## Exercise material:
————

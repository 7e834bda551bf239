//! Retention policy: the time and size thresholds a garbage-collection
//! pass enforces.
//!
//! A policy is computed fresh per pass from wall-clock time and static
//! configuration; it is never persisted. Thresholds are monotonic with
//! depth — coarser levels aggregate more data per node and may be kept
//! longer.

use crate::core::{RetentionConfig, StorageConfig};
use crate::storage::segment::SegmentGeometry;
use chrono::{DateTime, Duration, Utc};
use std::collections::HashMap;

/// Time/size thresholds for one enforcement pass.
#[derive(Debug, Clone)]
pub struct RetentionPolicy {
    absolute_time: DateTime<Utc>,
    exemplars_time: DateTime<Utc>,
    levels: HashMap<usize, DateTime<Utc>>,
    size_limit: u64,
    reclaim_ratio: f64,
}

impl Default for RetentionPolicy {
    fn default() -> Self {
        Self {
            absolute_time: DateTime::UNIX_EPOCH,
            exemplars_time: DateTime::UNIX_EPOCH,
            levels: HashMap::new(),
            size_limit: 0,
            reclaim_ratio: 0.0,
        }
    }
}

impl RetentionPolicy {
    pub fn new() -> Self {
        Self::default()
    }

    /// The policy in effect at `now` for the given configuration.
    pub fn from_config(
        retention: &RetentionConfig,
        storage: &StorageConfig,
        now: DateTime<Utc>,
    ) -> Self {
        let to_chrono = |d: std::time::Duration| Duration::from_std(d).unwrap_or_else(|_| Duration::zero());
        let mut policy = Self::new();
        if !retention.max_age.is_zero() {
            policy.absolute_time = now - to_chrono(retention.max_age);
        }
        if !retention.exemplars_max_age.is_zero() {
            policy.exemplars_time = now - to_chrono(retention.exemplars_max_age);
        }
        for (depth, age) in retention.levels.iter().enumerate() {
            if !age.is_zero() {
                policy.levels.insert(depth, now - to_chrono(*age));
            }
        }
        policy.size_limit = storage.size_limit;
        policy.reclaim_ratio = storage.size_reclaim_ratio;
        policy
    }

    pub fn with_absolute_time(mut self, t: DateTime<Utc>) -> Self {
        self.absolute_time = t;
        self
    }

    pub fn with_exemplars_time(mut self, t: DateTime<Utc>) -> Self {
        self.exemplars_time = t;
        self
    }

    pub fn with_level_time(mut self, depth: usize, t: DateTime<Utc>) -> Self {
        self.levels.insert(depth, t);
        self
    }

    pub fn with_size_limit(mut self, limit: u64, reclaim_ratio: f64) -> Self {
        self.size_limit = limit;
        self.reclaim_ratio = reclaim_ratio;
        self
    }

    pub fn absolute_time(&self) -> DateTime<Utc> {
        self.absolute_time
    }

    pub fn exemplars_time(&self) -> DateTime<Utc> {
        self.exemplars_time
    }

    pub fn levels(&self) -> impl Iterator<Item = (&usize, &DateTime<Utc>)> {
        self.levels.iter()
    }

    pub fn levels_empty(&self) -> bool {
        self.levels.is_empty()
    }

    /// Whether any time-based threshold is active at all.
    pub fn is_time_based(&self) -> bool {
        self.absolute_time > DateTime::UNIX_EPOCH || !self.levels.is_empty()
    }

    /// The deletion threshold applying to nodes at the given depth:
    /// the per-level threshold when configured, the absolute one
    /// otherwise, whichever is later.
    pub fn threshold_for_level(&self, depth: usize) -> DateTime<Utc> {
        match self.levels.get(&depth) {
            Some(t) => (*t).max(self.absolute_time),
            None => self.absolute_time,
        }
    }

    /// Writes starting before this boundary are rejected outright.
    pub fn lower_time_boundary(&self) -> DateTime<Utc> {
        self.absolute_time
    }

    /// Align every threshold down to its level's bucket span so
    /// enforcement never splits a bucket.
    pub fn normalize(&self, geo: &SegmentGeometry) -> Self {
        let mut out = self.clone();
        out.absolute_time = geo.truncate(out.absolute_time, 0);
        let max_depth = geo.max_depth();
        out.levels = out
            .levels
            .into_iter()
            .map(|(depth, t)| {
                let t = if depth < max_depth {
                    geo.truncate(t, depth)
                } else {
                    t
                };
                (depth, t)
            })
            .collect();
        out
    }

    pub fn size_limit(&self) -> u64 {
        self.size_limit
    }

    /// Bytes to free once disk usage exceeds the size limit: the
    /// overshoot plus a slack fraction of the limit, so enforcement
    /// does not retrigger on the very next write. Zero while under the
    /// limit.
    pub fn capacity_to_reclaim(&self, used: u64) -> u64 {
        if self.size_limit == 0 || used <= self.size_limit {
            return 0;
        }
        used - self.size_limit + (self.size_limit as f64 * self.reclaim_ratio) as u64
    }
}

#[cfg(test)]
mod tests {
    use super::*;
    use chrono::TimeZone;
    use std::time::Duration as StdDuration;

    fn t(secs: i64) -> DateTime<Utc> {
        Utc.timestamp_opt(secs, 0).unwrap()
    }

    #[test]
    fn test_threshold_falls_back_to_absolute() {
        let policy = RetentionPolicy::new()
            .with_absolute_time(t(100))
            .with_level_time(0, t(500));
        assert_eq!(policy.threshold_for_level(0), t(500));
        assert_eq!(policy.threshold_for_level(1), t(100));
    }

    #[test]
    fn test_absolute_wins_when_later() {
        let policy = RetentionPolicy::new()
            .with_absolute_time(t(900))
            .with_level_time(0, t(500));
        assert_eq!(policy.threshold_for_level(0), t(900));
    }

    #[test]
    fn test_from_config() {
        let retention = RetentionConfig {
            max_age: StdDuration::from_secs(100),
            levels: vec![StdDuration::from_secs(100), StdDuration::from_secs(1000)],
            exemplars_max_age: StdDuration::from_secs(50),
        };
        let storage = StorageConfig::default();
        let now = t(10_000);
        let policy = RetentionPolicy::from_config(&retention, &storage, now);
        assert_eq!(policy.absolute_time(), t(9_900));
        assert_eq!(policy.exemplars_time(), t(9_950));
        assert_eq!(policy.threshold_for_level(0), t(9_900));
        assert_eq!(policy.threshold_for_level(1), t(9_900));
        assert!(policy.is_time_based());
    }

    #[test]
    fn test_disabled_config_is_inert() {
        let policy = RetentionPolicy::from_config(
            &RetentionConfig::default(),
            &StorageConfig::default(),
            t(10_000),
        );
        assert!(!policy.is_time_based());
        assert_eq!(policy.capacity_to_reclaim(1 << 30), 0);
    }

    #[test]
    fn test_normalize_truncates_thresholds() {
        let geo = SegmentGeometry::new(StdDuration::from_secs(10), 10, 4);
        let policy = RetentionPolicy::new()
            .with_absolute_time(t(27))
            .with_level_time(1, t(123))
            .normalize(&geo);
        assert_eq!(policy.absolute_time(), t(20));
        assert_eq!(policy.threshold_for_level(1), t(100));
    }

    #[test]
    fn test_capacity_to_reclaim() {
        let mut policy = RetentionPolicy::new();
        policy.size_limit = 1000;
        policy.reclaim_ratio = 0.05;
        assert_eq!(policy.capacity_to_reclaim(900), 0);
        assert_eq!(policy.capacity_to_reclaim(1000), 0);
        assert_eq!(policy.capacity_to_reclaim(1200), 200 + 50);
    }
}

————

Start at the line holding "let mut policy = RetentionPolicy::new();" and retype each line through the end of the material above, both included.

## Task answer:
        let mut policy = RetentionPolicy::new();
        policy.size_limit = 1000;
        policy.reclaim_ratio = 0.05;
        assert_eq!(policy.capacity_to_reclaim(900), 0);
        assert_eq!(policy.capacity_to_reclaim(1000), 0);
        assert_eq!(policy.capacity_to_reclaim(1200), 200 + 50);
    }
}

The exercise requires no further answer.